The word "greater" is a translation of the Greek word meizon, which basically means "higher quality." That is, Jesus is saying, "You will do better works than these."

In John 8: 39, Jesus says, "Do the works of Abraham." Abraham did no miracles. "Works" means "deeds." Do the deeds of Abraham. Abraham's deeds were deeds of faith, like leaving the safety of Ur to obey God.

Greater also means the "extended" work of the Spirit through the corporate Body of believers. We too participate in the work of the Father's business through the Spirit given to us. God works with us in our lives as we walk after the Spirit: sometimes miracles happen. They are interventions of all sorts.

We can safely say that God has extended the work of Jesus through the church, and it has been a miraculous journey. We have not yet seen very many believers replicating the actual miracles of Jesus, and certainly no one doing verifiably greater or more astonishing things.

What would happen if people did start doing those things again? Would it shake up the world? Perhaps.

But Dr. Campolo brings up a worthy thought. Would doing those things be greater than simple acts of love, which are themselves miraculous in a world so lacking in compassion and kindness? Those girls in Haiti needed an orphanage.

In James we read: "Pure religion...is caring for the widows and orphans...."

Jesus was just one man, but through his Spirit he became many, a greater company called the church, extending his influence into all the world. It is the destiny of the church to love the world, just as he does.

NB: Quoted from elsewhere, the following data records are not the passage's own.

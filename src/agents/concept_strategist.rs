//! Concept generation agent.
//!
//! Asks the text model for three distinct short-video concepts for a
//! niche and decodes them strictly. A malformed response earns one
//! re-prompt with a firmer format instruction; a second failure is
//! surfaced as a parse error.

use std::sync::Arc;

use async_trait::async_trait;

use crate::error::ProviderError;
use crate::providers::parse::decode_response;
use crate::providers::{ConceptProvider, TextGenerator};
use crate::workflow::record::Concept;

const EXPECTED_CONCEPTS: usize = 3;

const SYSTEM_PROMPT: &str = "You are an expert short-form video strategist with deep knowledge of \
viral content patterns, engagement psychology, and visual storytelling. You create concepts that \
maximize viewer retention and interaction. Each concept must have a strong hook for the first \
three seconds, provide clear value or entertainment, carry a distinct visual style, and include \
an engagement strategy. Make each concept unique and different from the others.";

/// Generates candidate video concepts from a niche and keywords.
pub struct ConceptStrategist {
    model: Arc<dyn TextGenerator>,
}

impl ConceptStrategist {
    pub fn new(model: Arc<dyn TextGenerator>) -> Self {
        Self { model }
    }

    fn build_prompt(niche: &str, keywords: &str) -> String {
        let keywords = if keywords.is_empty() {
            "None provided"
        } else {
            keywords
        };

        format!(
            r#"Generate {EXPECTED_CONCEPTS} distinct, high-engagement short vertical video concepts for the niche: "{niche}"

Keywords: {keywords}

For each concept provide:
- title: a catchy, searchable title
- hook: an attention-grabbing opening for the first 3 seconds
- value_proposition: what value, insight, or entertainment the video provides
- visual_style: the visual aesthetic, colors, composition, and style
- target_audience: who this video is designed for
- engagement_strategy: how to maximize engagement (questions, CTAs, trending elements)

Each concept must be distinct from the others and optimized for vertical 9:16 format.

Respond with ONLY a JSON array of exactly {EXPECTED_CONCEPTS} objects with those six string fields. No explanations, no markdown."#
        )
    }

    fn reprompt(original: &str) -> String {
        format!(
            "{original}\n\nYour previous reply was not valid JSON. Respond again with ONLY the \
JSON array described above. The first character of your reply must be '[' and the last must \
be ']'. Do not include any other text."
        )
    }
}

#[async_trait]
impl ConceptProvider for ConceptStrategist {
    async fn generate(&self, niche: &str, keywords: &str) -> Result<Vec<Concept>, ProviderError> {
        let prompt = Self::build_prompt(niche, keywords);
        let response = self.model.generate_text(SYSTEM_PROMPT, &prompt).await?;

        let decoded = match decode_response::<Vec<Concept>>(&response) {
            Ok(concepts) => concepts,
            Err(first_error) => {
                tracing::warn!(error = %first_error, "Concept response failed to decode, re-prompting once");
                let response = self
                    .model
                    .generate_text(SYSTEM_PROMPT, &Self::reprompt(&prompt))
                    .await?;
                decode_response::<Vec<Concept>>(&response)?
            }
        };

        let total = decoded.len();
        let mut concepts: Vec<Concept> = decoded.into_iter().filter(Concept::is_valid).collect();
        if concepts.len() < total {
            tracing::warn!(
                dropped = total - concepts.len(),
                "Dropped concepts with empty titles"
            );
        }

        if concepts.is_empty() {
            return Err(ProviderError::Parse(
                "Model returned no usable concepts".to_string(),
            ));
        }

        if concepts.len() < EXPECTED_CONCEPTS {
            tracing::warn!(
                returned = concepts.len(),
                expected = EXPECTED_CONCEPTS,
                "Model returned fewer concepts than requested"
            );
        } else if concepts.len() > EXPECTED_CONCEPTS {
            tracing::warn!(
                returned = concepts.len(),
                expected = EXPECTED_CONCEPTS,
                "Model returned extra concepts, keeping the first {EXPECTED_CONCEPTS}"
            );
            concepts.truncate(EXPECTED_CONCEPTS);
        }

        Ok(concepts)
    }
}

#[cfg(test)]
mod tests {
    use super::*;
    use std::sync::atomic::{AtomicUsize, Ordering};

    /// Text generator that replays canned responses in order.
    struct ScriptedModel {
        responses: Vec<String>,
        calls: AtomicUsize,
    }

    impl ScriptedModel {
        fn new(responses: Vec<&str>) -> Self {
            Self {
                responses: responses.into_iter().map(String::from).collect(),
                calls: AtomicUsize::new(0),
            }
        }

        fn call_count(&self) -> usize {
            self.calls.load(Ordering::SeqCst)
        }
    }

    #[async_trait]
    impl TextGenerator for ScriptedModel {
        async fn generate_text(&self, _system: &str, _user: &str) -> Result<String, ProviderError> {
            let index = self.calls.fetch_add(1, Ordering::SeqCst);
            self.responses
                .get(index)
                .cloned()
                .ok_or(ProviderError::EmptyResponse)
        }
    }

    fn concept_json(title: &str) -> String {
        format!(
            r#"{{"title": "{title}", "hook": "h", "value_proposition": "v", "visual_style": "s", "target_audience": "a", "engagement_strategy": "e"}}"#
        )
    }

    fn three_concepts() -> String {
        format!(
            "[{}, {}, {}]",
            concept_json("One"),
            concept_json("Two"),
            concept_json("Three")
        )
    }

    #[tokio::test]
    async fn test_generates_three_concepts() {
        let response = three_concepts();
        let model = Arc::new(ScriptedModel::new(vec![response.as_str()]));
        let strategist = ConceptStrategist::new(model.clone());

        let concepts = strategist
            .generate("cooking", "pasta")
            .await
            .expect("generation should succeed");

        assert_eq!(concepts.len(), 3);
        assert_eq!(concepts[0].title, "One");
        assert_eq!(model.call_count(), 1);
    }

    #[tokio::test]
    async fn test_reprompts_once_on_malformed_response() {
        let retry_response = three_concepts();
        let model = Arc::new(ScriptedModel::new(vec![
            "I'd be happy to help! Here are some ideas...",
            retry_response.as_str(),
        ]));
        let strategist = ConceptStrategist::new(model.clone());

        let concepts = strategist
            .generate("fitness", "")
            .await
            .expect("re-prompt should succeed");

        assert_eq!(concepts.len(), 3);
        assert_eq!(model.call_count(), 2);
    }

    #[tokio::test]
    async fn test_second_malformed_response_is_a_parse_error() {
        let model = Arc::new(ScriptedModel::new(vec!["not json", "still not json"]));
        let strategist = ConceptStrategist::new(model.clone());

        let result = strategist.generate("tech", "").await;
        assert!(matches!(result, Err(ProviderError::Parse(_))));
        assert_eq!(model.call_count(), 2);
    }

    #[tokio::test]
    async fn test_accepts_fewer_than_three_concepts() {
        let response = format!("[{}]", concept_json("Solo"));
        let model = Arc::new(ScriptedModel::new(vec![response.as_str()]));
        let strategist = ConceptStrategist::new(model);

        let concepts = strategist
            .generate("travel", "")
            .await
            .expect("single concept should be accepted");
        assert_eq!(concepts.len(), 1);
    }

    #[tokio::test]
    async fn test_truncates_extra_concepts() {
        let response = format!(
            "[{}, {}, {}, {}]",
            concept_json("A"),
            concept_json("B"),
            concept_json("C"),
            concept_json("D")
        );
        let model = Arc::new(ScriptedModel::new(vec![response.as_str()]));
        let strategist = ConceptStrategist::new(model);

        let concepts = strategist
            .generate("music", "")
            .await
            .expect("generation should succeed");
        assert_eq!(concepts.len(), 3);
    }

    #[tokio::test]
    async fn test_all_invalid_concepts_is_an_error() {
        let response = format!("[{}]", concept_json(""));
        let model = Arc::new(ScriptedModel::new(vec![response.as_str()]));
        let strategist = ConceptStrategist::new(model);

        let result = strategist.generate("music", "").await;
        assert!(matches!(result, Err(ProviderError::Parse(_))));
    }

    #[tokio::test]
    async fn test_provider_error_propagates() {
        let model = Arc::new(ScriptedModel::new(vec![]));
        let strategist = ConceptStrategist::new(model);

        let result = strategist.generate("music", "").await;
        assert!(matches!(result, Err(ProviderError::EmptyResponse)));
    }
}
//! Prompt-driven agents built on top of the text generation provider.
//!
//! Agents own their prompts and output validation. Each one makes a
//! single structured call and allows itself exactly one stricter
//! re-prompt when the first response fails the strict decode.

pub mod concept_strategist;
pub mod scriptwriter;

pub use concept_strategist::ConceptStrategist;
pub use scriptwriter::Scriptwriter;
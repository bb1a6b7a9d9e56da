//! Command-line interface for reelforge.
//!
//! Provides commands for starting workflows, selecting concepts,
//! resuming interrupted runs, and inspecting stored state.

mod commands;

pub use commands::{parse_cli, run_with_cli};
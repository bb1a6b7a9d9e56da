//! Durable keyed storage for workflow records.
//!
//! Records are stored as pretty-printed JSON files in a single directory,
//! one file per workflow id. Writes go through a temp file and an atomic
//! rename so readers never observe a partial record. There is no
//! cross-instance locking: concurrent writers to the same id are
//! last-write-wins, an accepted limitation under the single-operator
//! assumption.

use std::path::PathBuf;

use chrono::Utc;
use tokio::fs;
use tokio::io::AsyncWriteExt;

use crate::error::StoreError;
use crate::workflow::record::{WorkflowRecord, WorkflowSummary};

/// File-backed store for [`WorkflowRecord`]s.
pub struct StateStore {
    /// Directory holding one `<id>.json` file per workflow.
    base_path: PathBuf,
}

impl StateStore {
    /// Creates a store rooted at `base_path`. The directory is created
    /// lazily on first write.
    pub fn new(base_path: impl Into<PathBuf>) -> Self {
        Self {
            base_path: base_path.into(),
        }
    }

    /// Returns the base storage path.
    pub fn base_path(&self) -> &PathBuf {
        &self.base_path
    }

    /// Ensures the storage directory exists.
    async fn ensure_directory(&self) -> Result<(), StoreError> {
        if !self.base_path.exists() {
            fs::create_dir_all(&self.base_path).await.map_err(|e| {
                StoreError::DirectoryCreationFailed(format!(
                    "Failed to create directory {:?}: {}",
                    self.base_path, e
                ))
            })?;
        }
        Ok(())
    }

    /// Writes or overwrites the full record by id, bumping `updated_at`.
    ///
    /// The record becomes visible to readers atomically: the JSON is
    /// written to a temp file which is then renamed over the target.
    ///
    /// Returns the path where the record was written.
    pub async fn put(&self, record: &mut WorkflowRecord) -> Result<PathBuf, StoreError> {
        self.ensure_directory().await?;

        record.updated_at = Utc::now();

        let path = self.record_path(&record.id);
        let tmp_path = path.with_extension("json.tmp");

        let json = serde_json::to_string_pretty(record)?;

        let mut file = fs::File::create(&tmp_path).await?;
        file.write_all(json.as_bytes()).await?;
        file.sync_all().await?;
        drop(file);

        fs::rename(&tmp_path, &path).await?;

        Ok(path)
    }

    /// Loads the record for `id`, or [`StoreError::NotFound`].
    pub async fn get(&self, id: &str) -> Result<WorkflowRecord, StoreError> {
        let path = self.record_path(id);

        let contents = match fs::read_to_string(&path).await {
            Ok(contents) => contents,
            Err(e) if e.kind() == std::io::ErrorKind::NotFound => {
                return Err(StoreError::NotFound(id.to_string()));
            }
            Err(e) => return Err(StoreError::Io(e)),
        };

        let record: WorkflowRecord = serde_json::from_str(&contents)?;
        Ok(record)
    }

    /// Lists summaries of all stored workflows, newest `updated_at` first.
    ///
    /// Files that fail to parse are skipped with a warning rather than
    /// failing the whole listing.
    pub async fn list(&self) -> Result<Vec<WorkflowSummary>, StoreError> {
        self.ensure_directory().await?;

        let mut summaries = Vec::new();
        let mut entries = fs::read_dir(&self.base_path).await?;

        while let Some(entry) = entries.next_entry().await? {
            let path = entry.path();
            if path.extension().and_then(|e| e.to_str()) != Some("json") {
                continue;
            }

            match fs::read_to_string(&path).await {
                Ok(contents) => match serde_json::from_str::<WorkflowRecord>(&contents) {
                    Ok(record) => summaries.push(record.summary()),
                    Err(e) => {
                        tracing::warn!(path = %path.display(), error = %e, "Skipping unreadable workflow record");
                    }
                },
                Err(e) => {
                    tracing::warn!(path = %path.display(), error = %e, "Skipping unreadable workflow file");
                }
            }
        }

        summaries.sort_by(|a, b| b.updated_at.cmp(&a.updated_at));

        Ok(summaries)
    }

    /// Deletes the record for `id` if present; missing records are a no-op.
    pub async fn delete(&self, id: &str) -> Result<(), StoreError> {
        let path = self.record_path(id);
        match fs::remove_file(&path).await {
            Ok(()) => Ok(()),
            Err(e) if e.kind() == std::io::ErrorKind::NotFound => Ok(()),
            Err(e) => Err(StoreError::Io(e)),
        }
    }

    /// Returns true if a record exists for `id`.
    pub fn exists(&self, id: &str) -> bool {
        self.record_path(id).exists()
    }

    /// Returns the file path for a workflow id.
    pub fn record_path(&self, id: &str) -> PathBuf {
        self.base_path.join(format!("{}.json", id))
    }
}

#[cfg(test)]
mod tests {
    use super::*;
    use crate::workflow::record::{Stage, Status};
    use tempfile::TempDir;

    fn create_test_record(niche: &str) -> WorkflowRecord {
        WorkflowRecord::new(niche, "keyword")
    }

    #[tokio::test]
    async fn test_put_then_get_round_trip() {
        let temp_dir = TempDir::new().expect("Failed to create temp dir");
        let store = StateStore::new(temp_dir.path());

        let mut record = create_test_record("cooking");
        record.status = Status::WaitingForSelection;
        record.current_stage = Stage::WaitingForSelection;
        let before = record.updated_at;

        let path = store.put(&mut record).await.expect("put should succeed");
        assert!(path.exists());

        let loaded = store.get(&record.id).await.expect("get should succeed");
        assert_eq!(loaded.id, record.id);
        assert_eq!(loaded.niche, "cooking");
        assert_eq!(loaded.status, Status::WaitingForSelection);
        assert_eq!(loaded.created_at, record.created_at);
        // put bumps updated_at; everything else round-trips untouched.
        assert!(loaded.updated_at >= before);
    }

    #[tokio::test]
    async fn test_get_not_found() {
        let temp_dir = TempDir::new().expect("Failed to create temp dir");
        let store = StateStore::new(temp_dir.path());

        let result = store.get("no-such-id").await;
        assert!(matches!(result, Err(StoreError::NotFound(_))));
    }

    #[tokio::test]
    async fn test_put_overwrites_existing() {
        let temp_dir = TempDir::new().expect("Failed to create temp dir");
        let store = StateStore::new(temp_dir.path());

        let mut record = create_test_record("fitness");
        store.put(&mut record).await.expect("put should succeed");

        record.status = Status::Failed;
        record.error_message = Some("boom".to_string());
        store.put(&mut record).await.expect("put should succeed");

        let loaded = store.get(&record.id).await.expect("get should succeed");
        assert_eq!(loaded.status, Status::Failed);
        assert_eq!(loaded.error_message.as_deref(), Some("boom"));
    }

    #[tokio::test]
    async fn test_list_ordered_by_updated_at_desc() {
        let temp_dir = TempDir::new().expect("Failed to create temp dir");
        let store = StateStore::new(temp_dir.path());

        let mut first = create_test_record("a");
        let mut second = create_test_record("b");
        let mut third = create_test_record("c");

        store.put(&mut first).await.expect("put should succeed");
        tokio::time::sleep(std::time::Duration::from_millis(5)).await;
        store.put(&mut second).await.expect("put should succeed");
        tokio::time::sleep(std::time::Duration::from_millis(5)).await;
        store.put(&mut third).await.expect("put should succeed");
        tokio::time::sleep(std::time::Duration::from_millis(5)).await;
        // Touching the first record again moves it to the front.
        store.put(&mut first).await.expect("put should succeed");

        let summaries = store.list().await.expect("list should succeed");
        assert_eq!(summaries.len(), 3);
        assert_eq!(summaries[0].id, first.id);
        assert_eq!(summaries[1].id, third.id);
        assert_eq!(summaries[2].id, second.id);
    }

    #[tokio::test]
    async fn test_list_skips_unreadable_files() {
        let temp_dir = TempDir::new().expect("Failed to create temp dir");
        let store = StateStore::new(temp_dir.path());

        let mut record = create_test_record("a");
        store.put(&mut record).await.expect("put should succeed");

        tokio::fs::write(temp_dir.path().join("garbage.json"), b"not json")
            .await
            .expect("write should succeed");

        let summaries = store.list().await.expect("list should succeed");
        assert_eq!(summaries.len(), 1);
        assert_eq!(summaries[0].id, record.id);
    }

    #[tokio::test]
    async fn test_delete_removes_and_missing_is_noop() {
        let temp_dir = TempDir::new().expect("Failed to create temp dir");
        let store = StateStore::new(temp_dir.path());

        let mut record = create_test_record("a");
        store.put(&mut record).await.expect("put should succeed");
        assert!(store.exists(&record.id));

        store.delete(&record.id).await.expect("delete should succeed");
        assert!(!store.exists(&record.id));

        // Deleting again is not an error.
        store.delete(&record.id).await.expect("delete should be a no-op");
    }

    #[tokio::test]
    async fn test_creates_directory_on_first_write() {
        let temp_dir = TempDir::new().expect("Failed to create temp dir");
        let nested = temp_dir.path().join("nested").join("state");
        assert!(!nested.exists());

        let store = StateStore::new(&nested);
        let mut record = create_test_record("a");
        store.put(&mut record).await.expect("put should succeed");

        assert!(nested.exists());
    }

    #[tokio::test]
    async fn test_no_temp_files_left_behind() {
        let temp_dir = TempDir::new().expect("Failed to create temp dir");
        let store = StateStore::new(temp_dir.path());

        let mut record = create_test_record("a");
        store.put(&mut record).await.expect("put should succeed");

        let mut entries = tokio::fs::read_dir(temp_dir.path()).await.unwrap();
        let mut names = Vec::new();
        while let Some(entry) = entries.next_entry().await.unwrap() {
            names.push(entry.file_name().to_string_lossy().to_string());
        }
        assert_eq!(names.len(), 1);
        assert!(names[0].ends_with(".json"));
    }
}
//! Bounded retry with exponential backoff for provider calls.
//!
//! Every attempt re-acquires the caller's [`RateLimiter`] before running,
//! so retries consume quota exactly like first attempts. After exhaustion
//! the last error is surfaced annotated with the attempt count.
//!
//! This wrapper retries on *any* [`ProviderError`], including logically
//! non-retriable ones such as auth failures. Those still fail fast in
//! wall-clock terms because the attempt budget is small.

use std::future::Future;
use std::time::Duration;

use rand::prelude::*;

use crate::error::ProviderError;
use crate::limit::RateLimiter;

/// Backoff parameters for a retried operation.
#[derive(Debug, Clone, Copy)]
pub struct RetryPolicy {
    /// Maximum number of attempts, including the first.
    pub max_attempts: u32,
    /// Delay before the second attempt; doubles per subsequent attempt.
    pub base_delay: Duration,
    /// Upper bound on any single backoff delay.
    pub max_delay: Duration,
    /// Multiply each delay by a random factor in [0.5, 1.0).
    pub jitter: bool,
}

impl Default for RetryPolicy {
    fn default() -> Self {
        Self {
            max_attempts: 3,
            base_delay: Duration::from_secs(2),
            max_delay: Duration::from_secs(10),
            jitter: true,
        }
    }
}

impl RetryPolicy {
    /// Creates a policy with explicit attempt and delay bounds.
    pub fn new(max_attempts: u32, base_delay: Duration, max_delay: Duration) -> Self {
        Self {
            max_attempts,
            base_delay,
            max_delay,
            jitter: true,
        }
    }

    /// Enables or disables jitter.
    pub fn with_jitter(mut self, jitter: bool) -> Self {
        self.jitter = jitter;
        self
    }

    /// Returns the backoff delay after the given failed attempt (1-based).
    fn backoff_delay(&self, attempt: u32) -> Duration {
        let exp = attempt.saturating_sub(1).min(31);
        let delay = self
            .base_delay
            .saturating_mul(2u32.saturating_pow(exp))
            .min(self.max_delay);
        if self.jitter {
            let factor: f64 = rand::rng().random_range(0.5..1.0);
            delay.mul_f64(factor)
        } else {
            delay
        }
    }
}

/// Runs `operation` with bounded retry, acquiring `limiter` before every
/// attempt.
///
/// `operation` receives the 1-based attempt number, which lets callers log
/// or vary the request per attempt. Exhaustion yields
/// [`ProviderError::RetriesExhausted`] wrapping the last error's message.
pub async fn call_with_retry<T, F, Fut>(
    policy: RetryPolicy,
    limiter: &RateLimiter,
    operation_name: &str,
    mut operation: F,
) -> Result<T, ProviderError>
where
    F: FnMut(u32) -> Fut,
    Fut: Future<Output = Result<T, ProviderError>>,
{
    debug_assert!(policy.max_attempts > 0);
    let mut last_error: Option<ProviderError> = None;

    for attempt in 1..=policy.max_attempts {
        limiter.acquire().await;

        match operation(attempt).await {
            Ok(value) => return Ok(value),
            Err(e) => {
                tracing::warn!(
                    operation = operation_name,
                    attempt,
                    max_attempts = policy.max_attempts,
                    error = %e,
                    "Provider call failed"
                );
                last_error = Some(e);

                if attempt < policy.max_attempts {
                    tokio::time::sleep(policy.backoff_delay(attempt)).await;
                }
            }
        }
    }

    let last_error = last_error
        .map(|e| e.to_string())
        .unwrap_or_else(|| "unknown error".to_string());
    Err(ProviderError::RetriesExhausted {
        attempts: policy.max_attempts,
        last_error,
    })
}

#[cfg(test)]
mod tests {
    use super::*;
    use std::sync::atomic::{AtomicU32, Ordering};
    use std::sync::Arc;

    use crate::limit::RateLimitConfig;

    fn unbounded_limiter() -> RateLimiter {
        RateLimiter::new(RateLimitConfig::new(1000, Duration::from_secs(60)))
    }

    #[tokio::test]
    async fn test_first_attempt_success() {
        let limiter = unbounded_limiter();
        let policy = RetryPolicy::default().with_jitter(false);

        let result = call_with_retry(policy, &limiter, "noop", |_| async { Ok::<_, ProviderError>(42) }).await;
        assert_eq!(result.unwrap(), 42);
    }

    #[tokio::test(start_paused = true)]
    async fn test_fail_twice_then_succeed() {
        let limiter = unbounded_limiter();
        let policy = RetryPolicy::new(3, Duration::from_secs(2), Duration::from_secs(10));
        let attempts = Arc::new(AtomicU32::new(0));

        let start = tokio::time::Instant::now();
        let counter = Arc::clone(&attempts);
        let result = call_with_retry(policy, &limiter, "flaky", move |_| {
            let counter = Arc::clone(&counter);
            async move {
                if counter.fetch_add(1, Ordering::SeqCst) < 2 {
                    Err(ProviderError::RequestFailed("boom".to_string()))
                } else {
                    Ok("done")
                }
            }
        })
        .await;

        assert_eq!(result.unwrap(), "done");
        assert_eq!(attempts.load(Ordering::SeqCst), 3);
        // base_delay + 2 * base_delay, reduced by at most half through jitter.
        assert!(start.elapsed() >= Duration::from_secs(3));
    }

    #[tokio::test(start_paused = true)]
    async fn test_exhaustion_annotates_attempt_count() {
        let limiter = unbounded_limiter();
        let policy =
            RetryPolicy::new(3, Duration::from_millis(10), Duration::from_millis(50)).with_jitter(false);

        let result: Result<(), _> = call_with_retry(policy, &limiter, "doomed", |_| async {
            Err(ProviderError::ApiError {
                code: 500,
                message: "upstream down".to_string(),
            })
        })
        .await;

        match result.unwrap_err() {
            ProviderError::RetriesExhausted {
                attempts,
                last_error,
            } => {
                assert_eq!(attempts, 3);
                assert!(last_error.contains("upstream down"));
            }
            other => panic!("expected RetriesExhausted, got {other}"),
        }
    }

    #[tokio::test(start_paused = true)]
    async fn test_retries_consume_rate_limit_quota() {
        // Two requests per large window: the third attempt must wait for
        // the rolling window, proving retries go through the limiter.
        let window = Duration::from_secs(30);
        let limiter = RateLimiter::new(RateLimitConfig::new(2, window));
        let policy =
            RetryPolicy::new(3, Duration::from_millis(1), Duration::from_millis(1)).with_jitter(false);

        let start = tokio::time::Instant::now();
        let result: Result<(), _> = call_with_retry(policy, &limiter, "quota", |_| async {
            Err(ProviderError::RequestFailed("nope".to_string()))
        })
        .await;

        assert!(result.is_err());
        assert!(start.elapsed() >= window);
    }

    #[test]
    fn test_backoff_doubles_and_caps() {
        let policy =
            RetryPolicy::new(5, Duration::from_secs(2), Duration::from_secs(10)).with_jitter(false);
        assert_eq!(policy.backoff_delay(1), Duration::from_secs(2));
        assert_eq!(policy.backoff_delay(2), Duration::from_secs(4));
        assert_eq!(policy.backoff_delay(3), Duration::from_secs(8));
        assert_eq!(policy.backoff_delay(4), Duration::from_secs(10));
        assert_eq!(policy.backoff_delay(5), Duration::from_secs(10));
    }

    #[test]
    fn test_jitter_stays_within_bounds() {
        let policy = RetryPolicy::new(3, Duration::from_secs(4), Duration::from_secs(10));
        for _ in 0..100 {
            let delay = policy.backoff_delay(1);
            assert!(delay >= Duration::from_secs(2));
            assert!(delay < Duration::from_secs(4));
        }
    }
}
//! Workflow state model and orchestration.

pub mod orchestrator;
pub mod record;

pub use orchestrator::PipelineOrchestrator;
pub use record::{
    Concept, Script, ScriptSegment, Stage, Status, WorkflowRecord, WorkflowSummary,
};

Wednesday, December 19, 2007

Tweaking the Eschaton



I'm just going to copy this straight out of Brian McLaren's new book Everything Must Change. This book may be the most challenging one this guy has written yet. Very thought provoking:

"The phrase 'the second coming of Christ' never actually appears in the Bible. Whether or not the doctrine to which the phrase refers deserves rethinking, a popular abuse of it certainly needs to be named and rejected. If we believe that Jesus came in peace the first time, but that wasn't his 'real' and decisive coming ~ it was just a kind of warm-up for the real thing ~ then we envision a second coming that will be characterized by violence, killing, domination and eternal torture. This vision reflects a deconversion, a retrun to trust in the power of Pilate, refusing to fight. This eschatological understanding of a violent second coming leads us to believe (as we've said before) that in the end, even God finds it impossible to fix the world apart from violence and coercion; no one should be surprised when those shaped by this theology behave accordingly.......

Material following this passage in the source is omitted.